2024-01-08 16:59:09
“Heated briefs”, contraceptive ring… Alongside the search for chemical molecules, hormonal or not, male contraception might use another approach, thermal. In principle, the blocking effects on spermatogenesis of an increase of a few degrees in the testicles have been known for decades. And, in practice, more and more men are using devices – often in a homemade setting – which allow the testicles to be raised to the level of the beginning of the inguinal canal, to get contraceptives. For the moment, there has been no validation by the health authorities, but the situation might well change in the coming years.

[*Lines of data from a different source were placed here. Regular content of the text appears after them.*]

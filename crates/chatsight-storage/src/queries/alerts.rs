// SPDX-FileCopyrightText: 2026 Chatsight Contributors
// SPDX-License-Identifier: MIT OR Apache-2.0

//! Alert log operations.
//!
//! The alerts table is an append-only log: rows are immutable once written
//! except for read-state, and duplicates from at-least-once redelivery are
//! accepted rather than deduplicated.

use chatsight_core::{Alert, AlertKind, ChatsightError, NewAlert};
use rusqlite::params;

use crate::database::Database;

const ALERT_COLUMNS: &str = "id, kind, session_ref, session_id, chat_id, message_id, event_ts,
     body, is_read, read_at, created_at";

fn row_to_alert(row: &rusqlite::Row<'_>) -> Result<Alert, rusqlite::Error> {
    let kind_str: String = row.get(1)?;
    let kind = kind_str.parse::<AlertKind>().map_err(|e| {
        rusqlite::Error::FromSqlConversionFailure(1, rusqlite::types::Type::Text, Box::new(e))
    })?;
    Ok(Alert {
        id: row.get(0)?,
        kind,
        session_ref: row.get(2)?,
        session_id: row.get(3)?,
        chat_id: row.get(4)?,
        message_id: row.get(5)?,
        event_ts: row.get(6)?,
        body: row.get(7)?,
        is_read: row.get(8)?,
        read_at: row.get(9)?,
        created_at: row.get(10)?,
    })
}

/// Append one alert row. Returns the auto-generated alert ID.
pub async fn insert_alert(db: &Database, alert: &NewAlert) -> Result<i64, ChatsightError> {
    let alert = alert.clone();
    db.connection()
        .call(move |conn| {
            conn.execute(
                "INSERT INTO alerts (kind, session_ref, session_id, chat_id, message_id,
                                     event_ts, body)
                 VALUES (?1, ?2, ?3, ?4, ?5, ?6, ?7)",
                params![
                    alert.kind.to_string(),
                    alert.session_ref,
                    alert.session_id,
                    alert.chat_id,
                    alert.message_id,
                    alert.event_ts,
                    alert.body,
                ],
            )?;
            Ok(conn.last_insert_rowid())
        })
        .await
        .map_err(crate::database::map_tr_err)
}

/// List alerts, newest first, optionally scoped to a session and/or
/// restricted to unread.
pub async fn list_alerts(
    db: &Database,
    session_id: Option<&str>,
    unread_only: bool,
) -> Result<Vec<Alert>, ChatsightError> {
    let session_id = session_id.map(|s| s.to_string());
    db.connection()
        .call(move |conn| {
            let read_filter = if unread_only { " AND is_read = 0" } else { "" };
            let mut alerts = Vec::new();
            match &session_id {
                Some(sid) => {
                    let mut stmt = conn.prepare(&format!(
                        "SELECT {ALERT_COLUMNS} FROM alerts
                         WHERE session_id = ?1{read_filter} ORDER BY id DESC"
                    ))?;
                    let rows = stmt.query_map(params![sid], row_to_alert)?;
                    for row in rows {
                        alerts.push(row?);
                    }
                }
                None => {
                    let mut stmt = conn.prepare(&format!(
                        "SELECT {ALERT_COLUMNS} FROM alerts
                         WHERE 1 = 1{read_filter} ORDER BY id DESC"
                    ))?;
                    let rows = stmt.query_map([], row_to_alert)?;
                    for row in rows {
                        alerts.push(row?);
                    }
                }
            }
            Ok(alerts)
        })
        .await
        .map_err(crate::database::map_tr_err)
}

/// Mark an alert read, stamping `read_at`.
pub async fn mark_alert_read(db: &Database, id: i64) -> Result<(), ChatsightError> {
    db.connection()
        .call(move |conn| {
            conn.execute(
                "UPDATE alerts SET is_read = 1,
                 read_at = strftime('%Y-%m-%dT%H:%M:%fZ', 'now')
                 WHERE id = ?1",
                params![id],
            )?;
            Ok(())
        })
        .await
        .map_err(crate::database::map_tr_err)
}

If the story begins in India in the 1930s, with the experiments of Swiss doctor Martha Voegeli showing a drop in male fertility thanks to daily hot baths, it is especially in France that it continued to be written . In Toulouse first. In the 1980s, the andrologist Roger Mieusset and the reproductive biologist Louis Bujan were part of an association of men who considered questions of paternity, male contraception, etc. “In this group, a farmer who spent a lot of time on his tractor told us that he felt his testicles risingremembers Louis Bujan. This is how Roger Mieusset, who was already working on the subject of hyperthermia and its negative effects on spermatogenesis, came up with the original idea of suitable underwear. In 1987, he published the method. » In 1994, the two Toulouse doctors reported in theInternational Journal of Andrology the results of a preliminary study – involving nine couples, and more than 150 cycles – which suggest that these briefs are an effective, well-tolerated and reversible method of contraception. To cause a drastic drop in spermatozoa (below the threshold of 1 million/ml of sperm), it must be worn for at least fifteen hours a day. For his part, the Egyptian researcher Ahmed Shafik published in 1991 comparable results in around thirty men with (reversible) testicle suspension surgery.
“A lot of requests”
In the years that followed, this research would not go much further, due to a lack of interest from other teams and industrial partners, to replicate clinical studies and conduct them on larger populations. The concept is not taken very seriously. “I find it a shame that an industrialist did not take the subject head on following Doctor Mieusset had patented the device. We would have had something standardized, which meets a growing demand”, regrets Professor Bujan. A movement also underlined by the general practitioner and andrologist François Isus, who succeeded Roger Mieusset within the medicine and reproductive biology department of the Toulouse University Hospital. In France, sterilizations by vasectomy have even increased tenfold in around ten years, more than 21,000 were carried out in 2021. “I have a lot of requests for thermal contraception, and limit myself to 5-10 consultations per weekspecifies Doctor Isus. I cannot prescribe it, since it is not recognized, but I provide information, examine these men to check the absence of contraindications, and perform a spermogram. » Afterwards ? Those who wish can, under their own responsibility, make suitable underwear or obtain a contraceptive ring (currently on sale as a decorative object). “A control spermogram would be necessary every three months, but the majority do not have follow-up”continues François Isus, who says he is thinking regarding a new clinical study protocol.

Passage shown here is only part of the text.